KA BAR Inspired Design - Your Input

Epoxy dye ( not joking). You can get it from most all the knife suppliers. I prefer the powder type. Boat repair and supply shops also carry it. A tiny amount will dye a batch of epoxy for a knife. I use the tip of a toothpick to add it to the mixed resin.

As with most knife glue-ups, using slow cure resin ( 24 hour type) will get the best results. Uncured epoxy cleans up with denatured alcohol, and after it has cured, use acetone.
 
Epoxy dye ( not joking). You can get it from most all the knife suppliers. I prefer the powder type. Boat repair and supply shops also carry it. A tiny amount will dye a batch of epoxy for a knife. I use the tip of a toothpick to add it to the mixed resin.

As with most knife glue-ups, using slow cure resin ( 24 hour type) will get the best results. Uncured epoxy cleans up with denatured alcohol, and after it has cured, use acetone.

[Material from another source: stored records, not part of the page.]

pub mod content_type;
pub mod id;

pub use content_type::{ContentType, ContentTypeSlug};
pub use id::{ChangeLogId, ContentId};
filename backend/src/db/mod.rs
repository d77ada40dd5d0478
pub mod connection;
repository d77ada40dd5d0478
//! Data models returned by the change-log reader.

use serde::{Deserialize, Serialize};

pub mod change_log;

/// Page-number pagination request. Missing or out-of-range values are
/// clamped against the reader's configured limits.
#[derive(Debug, Clone, Copy, Default, PartialEq, Eq, Deserialize)]
pub struct PageRequest {
    pub page: Option<i64>,
    pub per_page: Option<i64>,
}

impl PageRequest {
    pub fn new(page: i64, per_page: i64) -> Self {
        Self {
            page: Some(page),
            per_page: Some(per_page),
        }
    }

    /// Returns `(page, per_page)` with page >= 1 and per_page in 1..=max.
    pub fn resolve(&self, default_per_page: i64, max_per_page: i64) -> (i64, i64) {
        let page = self.page.unwrap_or(1).max(1);
        let per_page = self
            .per_page
            .unwrap_or(default_per_page)
            .clamp(1, max_per_page.max(1));
        (page, per_page)
    }
}

/// One page of results plus the total across all pages.
#[derive(Debug, Clone, Serialize)]
pub struct Page<T: Serialize> {
    pub page: i64,
    pub per_page: i64,
    pub total: i64,
    pub items: Vec<T>,
}

impl<T: Serialize> Page<T> {
    pub fn new(items: Vec<T>, total: i64, page: i64, per_page: i64) -> Self {
        Self {
            page,
            per_page,
            total,
            items,
        }
    }

    /// Rows skipped before this page.
    pub fn offset(&self) -> i64 {
        offset_for(self.page, self.per_page)
    }

    pub fn total_pages(&self) -> i64 {
        if self.per_page <= 0 {
            return 1;
        }
        ((self.total + self.per_page - 1) / self.per_page).max(1)
    }

    pub fn has_more(&self) -> bool {
        self.offset() + (self.items.len() as i64) < self.total
    }
}

pub(crate) fn offset_for(page: i64, per_page: i64) -> i64 {
    (page.max(1) - 1).saturating_mul(per_page)
}
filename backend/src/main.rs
use tracing_subscriber::{layer::SubscriberExt, util::SubscriberInitExt};

use changelog_backend::{
    config::Config,
    db::connection::create_pool,
    models::PageRequest,
    repositories::ChangeLogOptions,
    services::ChangeLogReader,
    types::ContentTypeSlug,
};

const USAGE: &str = "usage: changelog-backend [CONTENT_TYPE|all] [PAGE] [PER_PAGE]";

fn mask_database_url(raw: &str) -> String {
    match url::Url::parse(raw) {
        Ok(mut parsed) => {
            if parsed.password().is_some() {
                let _ = parsed.set_password(Some("***"));
            }
            parsed.to_string()
        }
        Err(_) => "<unparseable>".into(),
    }
}

fn parse_page_arg(value: Option<String>, name: &str) -> anyhow::Result<Option<i64>> {
    value
        .map(|raw| {
            raw.parse::<i64>()
                .map_err(|_| anyhow::anyhow!("{} must be a number (got `{}`)\n{}", name, raw, USAGE))
        })
        .transpose()
}

#[tokio::main]
async fn main() -> anyhow::Result<()> {
    tracing_subscriber::registry()
        .with(
            tracing_subscriber::EnvFilter::try_from_default_env()
                .unwrap_or_else(|_| "changelog_backend=info".into()),
        )
        .with(tracing_subscriber::fmt::layer().with_writer(std::io::stderr))
        .init();

    let mut args = std::env::args().skip(1);
    let content_type = args
        .next()
        .filter(|arg| !arg.eq_ignore_ascii_case("all"))
        .map(ContentTypeSlug::from);
    let page = parse_page_arg(args.next(), "PAGE")?;
    let per_page = parse_page_arg(args.next(), "PER_PAGE")?;

    let config = Config::load()?;
    tracing::info!(
        database_url = %mask_database_url(&config.database_url),
        changelog_table = %config.changelog_table,
        content_types = ?config.content_types,
        "Loaded configuration from environment/.env"
    );

    let pool = create_pool(&config).await?;
    let reader = ChangeLogReader::from_config(pool, &config)?;

    let result = reader
        .list_page(
            content_type,
            PageRequest { page, per_page },
            &ChangeLogOptions::default(),
        )
        .await?;
    tracing::info!(
        total = result.total,
        page = result.page,
        total_pages = result.total_pages(),
        "Fetched change-log page"
    );

    println!("{}", serde_json::to_string_pretty(&result)?);
    Ok(())
}
/// Layered configuration for the greenprompt client.
///
/// Precedence, lowest to highest:
///
/// 1. **Built-in defaults** — the fixed backend deployment, 30 s timeout.
/// 2. **TOML config file** — `~/.greenprompt/config.toml`
///    ```toml
///    backend_url = "http://localhost:8000"
///    timeout_ms = 10000
///    show_optimized = false
///    ```
/// 3. **Environment variables** — `GREENPROMPT_*` (highest precedence).
///
/// Missing or malformed files are silently ignored — the client always
/// starts with a usable configuration.
use std::fs;
use std::path::PathBuf;

use serde::Deserialize;

/// The fixed backend deployment.
const DEFAULT_BACKEND_URL: &str = "https://backend.tokenterminator.deploy.selectcode.dev";

/// Default timeout for backend requests. Both pipeline phases run LLM
/// completions server-side, so this is generous.
const DEFAULT_TIMEOUT_MS: u64 = 30_000;

// ---------------------------------------------------------------------------
// Public config struct
// ---------------------------------------------------------------------------

/// Fully resolved client configuration.
#[derive(Debug, Clone)]
pub struct ClientConfig {
    /// Backend base URL.
    pub backend_url: String,
    /// Request timeout in milliseconds.
    pub timeout_ms: u64,
    /// Whether the session view highlights the optimization by default.
    pub show_optimized: bool,
}

impl Default for ClientConfig {
    fn default() -> Self {
        Self {
            backend_url: DEFAULT_BACKEND_URL.to_string(),
            timeout_ms: DEFAULT_TIMEOUT_MS,
            show_optimized: true,
        }
    }
}

impl ClientConfig {
    /// Load the config using the precedence chain:
    /// built-in defaults → TOML config file → environment variables.
    pub fn load() -> Self {
        let mut config = Self::default();

        if let Some(file_cfg) = FileConfig::load() {
            file_cfg.apply_to(&mut config);
        }

        Self::apply_env_overrides(&mut config);

        config
    }

    fn apply_env_overrides(config: &mut Self) {
        if let Ok(val) = std::env::var("GREENPROMPT_BACKEND_URL")
            && !val.is_empty()
        {
            config.backend_url = val;
        }

        if let Ok(val) = std::env::var("GREENPROMPT_TIMEOUT_MS")
            && let Ok(ms) = val.parse::<u64>()
        {
            config.timeout_ms = ms;
        }

        if let Ok(val) = std::env::var("GREENPROMPT_SHOW_OPTIMIZED") {
            config.show_optimized = matches!(
                val.to_ascii_lowercase().as_str(),
                "1" | "true" | "yes" | "on"
            );
        }
    }
}

// ---------------------------------------------------------------------------
// TOML config file schema
// ---------------------------------------------------------------------------

/// Config file schema (`~/.greenprompt/config.toml`).
///
/// All fields are optional — only present values override the defaults.
#[derive(Debug, Deserialize)]
struct FileConfig {
    backend_url: Option<String>,
    timeout_ms: Option<u64>,
    show_optimized: Option<bool>,
}

impl FileConfig {
    /// Attempt to load the config file. Returns `None` if the file doesn't
    /// exist or is malformed.
    fn load() -> Option<Self> {
        let path = config_file_path()?;
        let contents = fs::read_to_string(path).ok()?;
        toml::from_str(&contents).ok()
    }

    /// Merge file-level overrides into a [`ClientConfig`].
    fn apply_to(&self, config: &mut ClientConfig) {
        if let Some(ref url) = self.backend_url {
            config.backend_url = url.clone();
        }
        if let Some(ms) = self.timeout_ms {
            config.timeout_ms = ms;
        }
        if let Some(show) = self.show_optimized {
            config.show_optimized = show;
        }
    }
}

/// Resolve the path to the config file: `~/.greenprompt/config.toml`.
pub fn config_file_path() -> Option<PathBuf> {
    dirs::home_dir().map(|home| home.join(".greenprompt").join("config.toml"))
}

// ---------------------------------------------------------------------------
// Tests
// ---------------------------------------------------------------------------

#[cfg(test)]
mod tests {
    use super::*;

    #[test]
    fn default_config() {
        let config = ClientConfig::default();
        assert_eq!(
            config.backend_url,
            "https://backend.tokenterminator.deploy.selectcode.dev"
        );
        assert_eq!(config.timeout_ms, 30_000);
        assert!(config.show_optimized);
    }

    #[test]
    fn file_config_apply_partial_overrides() {
        let mut config = ClientConfig::default();
        let file = FileConfig {
            backend_url: Some("http://localhost:8000".to_string()),
            timeout_ms: None,
            show_optimized: Some(false),
        };

        file.apply_to(&mut config);

        assert_eq!(config.backend_url, "http://localhost:8000");
        assert_eq!(config.timeout_ms, 30_000); // unchanged
        assert!(!config.show_optimized);
    }

    #[test]
    fn deserialize_config_toml_full() {
        let toml_str = r#"
            backend_url = "http://custom:9000"
            timeout_ms = 5000
            show_optimized = false
        "#;
        let file: FileConfig = toml::from_str(toml_str).unwrap();
        assert_eq!(file.backend_url.as_deref(), Some("http://custom:9000"));
        assert_eq!(file.timeout_ms, Some(5000));
        assert_eq!(file.show_optimized, Some(false));
    }

    #[test]
    fn deserialize_config_toml_empty() {
        let file: FileConfig = toml::from_str("").unwrap();
        assert!(file.backend_url.is_none());
        assert!(file.timeout_ms.is_none());
        assert!(file.show_optimized.is_none());
    }
}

Excellent, thanks again Stacy.

One more thing please, I’m running the temper cycles right now. What should I go for the final hardness ?

I was thinking 60-61 HRC. Do you think that’s too high for this type of knife in AEB-L ?

Thanks again,
Constantin
 
That is a good target. Anywhere from 59 to 61 works well. A thin sharp blade does fine at Rc60-61.
 
That is a good target. Anywhere from 59 to 61 works well. A thin sharp blade does fine at Rc60-61.

Thanks again Stacy.
Constantin

UPDATE: Just checked and I’m at 62 after the second 2h temper at 350F.

I’m thinking to give it another 1h at 375F, to draw it a bit more and hopefully loose another 1 point or 2.

What do you think?
 
Last edited:
Say if I would like to draw it bit more, maybe to 59.

Would more time in tempering have an adverse affect on grain growth or anything else ?

I already tempered it for 6 hours. 2h at 300F, 2h at 350F and another 2h at 375F.

I’d like to go for another 2h at 400F.

Thanks again,
Constantin
 
Say if I would like to draw it bit more, maybe to 59.

Would more time in tempering have an adverse affect on grain growth or anything else ?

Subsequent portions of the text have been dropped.